Zuerst sollte sorgfältig betrachtet werden, bis zu welchem Grad sich bewegende Fugen auf einer Betonschicht erforderlich sind – zum einen für das Schrumpfen beim Aushärten und zum anderen für die Wärmebewegung. Hier kann eine gute Planung die Notwendigkeit von Bewegungsfugen eliminieren.

Bewegungsfugen in einer Deckschicht von Pflastersteinen haben ein unerwünscht hohes Risiko zu Scheitern. Aufgrund dessen sollten in diesem Fall vorher spezielle Messungen vorgenommen werden.

Sich bewegende Fugen in einer Deckschicht von Platten bringen kein Risiko mit sich, brauchen nicht extrem breit zu sein und können auch versteckt werden, wenn sorgfältig gehandelt wird.

Randeinfassung
Die Pflastersteine am Rand einer Fahrbahn sind sehr anfällig für Strukturversagen. Deshalb sollten auch hier spezielle Maßnahmen ergriffen werden. Pflastersteine sind relativ klein im Vergleich zu den Kräften denen sie ausgesetzt werden, wie z.B. Fahrzeugverkehr. Um die Pflastersteine am Rande einer Pflasterung sind also erhöhtem Stress ausgesetzt, was eine entsprechend starke Randeinfassung voraussetzt.

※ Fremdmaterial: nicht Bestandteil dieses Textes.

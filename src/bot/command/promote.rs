//! `promote` subcommands and the grant shortcut.

use serenity::all::CreateMessage;

use crate::{
    bot::{
        command::{Invocation, PromoteCommand},
        panel,
    },
    error::{promotion::PromotionError, AppError},
    model::{
        duration::PromotionDuration,
        promotion::{AddBanParam, CreatePromotionParam, EndPromotionParam},
        settings::SettingsUpdate,
    },
    service::{promotion::embed::grant_summary_embed, settings::SettingsService},
    util::time::discord_until,
};

fn text(content: impl Into<String>) -> CreateMessage {
    CreateMessage::new().content(content)
}

fn toggle(on: bool) -> &'static str {
    if on {
        "on"
    } else {
        "off"
    }
}

pub async fn run(inv: &Invocation<'_>, command: PromoteCommand) -> Result<CreateMessage, AppError> {
    let settings = SettingsService::new(&inv.state.db);
    let promotions = inv.state.promotions(inv.http);

    let reply = match command {
        PromoteCommand::Setup => {
            let (embed, components) = panel::promotion_panel();
            CreateMessage::new().embed(embed).components(components)
        }
        PromoteCommand::ListRoles => {
            let current = settings.get(inv.guild_id).await?;
            let roles = settings.admin_roles(inv.guild_id).await?;
            CreateMessage::new().embed(panel::settings_embed(&current, &roles))
        }
        PromoteCommand::AddRole(role_id) => {
            settings.add_admin_role(inv.guild_id, role_id).await?;
            text(format!("<@&{}> can now be granted through promotions.", role_id))
        }
        PromoteCommand::RemoveRole(role_id) => {
            settings.remove_admin_role(inv.guild_id, role_id).await?;
            text(format!(
                "<@&{}> can no longer be granted. Existing grants still expire normally.",
                role_id
            ))
        }
        PromoteCommand::SetChannel(channel, channel_id) => {
            settings
                .update(inv.guild_id, SettingsUpdate::Channel(channel, channel_id))
                .await?;
            match channel_id {
                Some(id) => text(format!("{} channel set to <#{}>.", channel.label(), id)),
                None => text(format!("{} channel cleared.", channel.label())),
            }
        }
        PromoteCommand::Cooldown(hours) => {
            settings
                .update(inv.guild_id, SettingsUpdate::ApplicationCooldownHours(hours))
                .await?;
            text(format!(
                "Rejected candidates now wait {}h before they can be nominated again.",
                hours
            ))
        }
        PromoteCommand::Replace(on) => {
            settings
                .update(inv.guild_id, SettingsUpdate::ReplacePreviousRole(on))
                .await?;
            text(format!(
                "Replacing the previous admin role on permanent grants is {}.",
                toggle(on)
            ))
        }
        PromoteCommand::Dm(on) => {
            settings
                .update(inv.guild_id, SettingsUpdate::DmNotifications(on))
                .await?;
            text(format!("DM notifications are {}.", toggle(on)))
        }
        PromoteCommand::List => {
            let grants = promotions.list_grants(inv.guild_id).await?;
            let bans = promotions.list_bans(inv.guild_id).await?;
            CreateMessage::new().embed(panel::grants_embed(&grants, &bans))
        }
        PromoteCommand::Logs(count) => {
            let entries = promotions.recent_logs(inv.guild_id, count).await?;
            CreateMessage::new().embed(panel::logs_embed(&entries))
        }
        PromoteCommand::Status(user_id) => {
            let status = promotions.user_status(inv.guild_id, user_id).await?;
            CreateMessage::new()
                .embed(panel::status_embed(&status))
                .components(panel::status_components(&status))
        }
        PromoteCommand::End {
            user_id,
            role_id,
            reason,
        } => {
            promotions
                .end_promotion(EndPromotionParam {
                    guild_id: inv.guild_id,
                    user_id,
                    role_id,
                    by_user_id: inv.user_id,
                    reason,
                })
                .await?;
            text(format!("Ended <@{}>'s promotion to <@&{}>.", user_id, role_id))
        }
        PromoteCommand::Extend {
            user_id,
            role_id,
            duration,
        } => {
            let grant = promotions
                .find_grant(inv.guild_id, user_id, role_id)
                .await?
                .ok_or(PromotionError::GrantNotFound)?;
            let grant = promotions
                .modify_promotion_duration(grant.id, duration, inv.user_id)
                .await?;
            CreateMessage::new().embed(grant_summary_embed("Promotion duration changed", &grant))
        }
        PromoteCommand::Ban {
            user_id,
            duration,
            reason,
        } => {
            let ban = promotions
                .add_promotion_ban(AddBanParam {
                    guild_id: inv.guild_id,
                    user_id,
                    by_user_id: inv.user_id,
                    duration,
                    reason,
                })
                .await?;
            text(format!(
                "<@{}> is banned from promotions until {}.",
                user_id,
                discord_until(ban.end_time)
            ))
        }
        PromoteCommand::Unban(user_id) => {
            promotions
                .remove_promotion_ban(inv.guild_id, user_id, inv.user_id)
                .await?;
            text(format!("<@{}> can be promoted again.", user_id))
        }
    };

    Ok(reply)
}

/// Grants a promotion from the `p` shortcut.
pub async fn grant(
    inv: &Invocation<'_>,
    user_id: u64,
    role_id: u64,
    duration: PromotionDuration,
    reason: String,
) -> Result<CreateMessage, AppError> {
    let grant = inv
        .state
        .promotions(inv.http)
        .create_promotion(CreatePromotionParam {
            guild_id: inv.guild_id,
            target_id: user_id,
            role_id,
            granter_id: inv.user_id,
            duration,
            reason,
        })
        .await?;

    Ok(CreateMessage::new().embed(grant_summary_embed("Promotion granted", &grant)))
}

Leider kommen Fehler und Versagen bei diesen Situationen oft vor.

Für das ideale Vorgehen bei solchen Situation werden wir Sie von Zeit zu Zeit immer wieder mit technischen Hinweisen zu diesem Thema versorgen. Diese aktualisieren wir zudem regelmäßig und schätzen deshalb jegliche hilfreiche Nachricht von erfahrenen Profis der Industrie. Auf diesem Weg hoffen wir weiterhin einen produktiven Dialog und Wissen für interessierte der Industrie entwickeln zu können.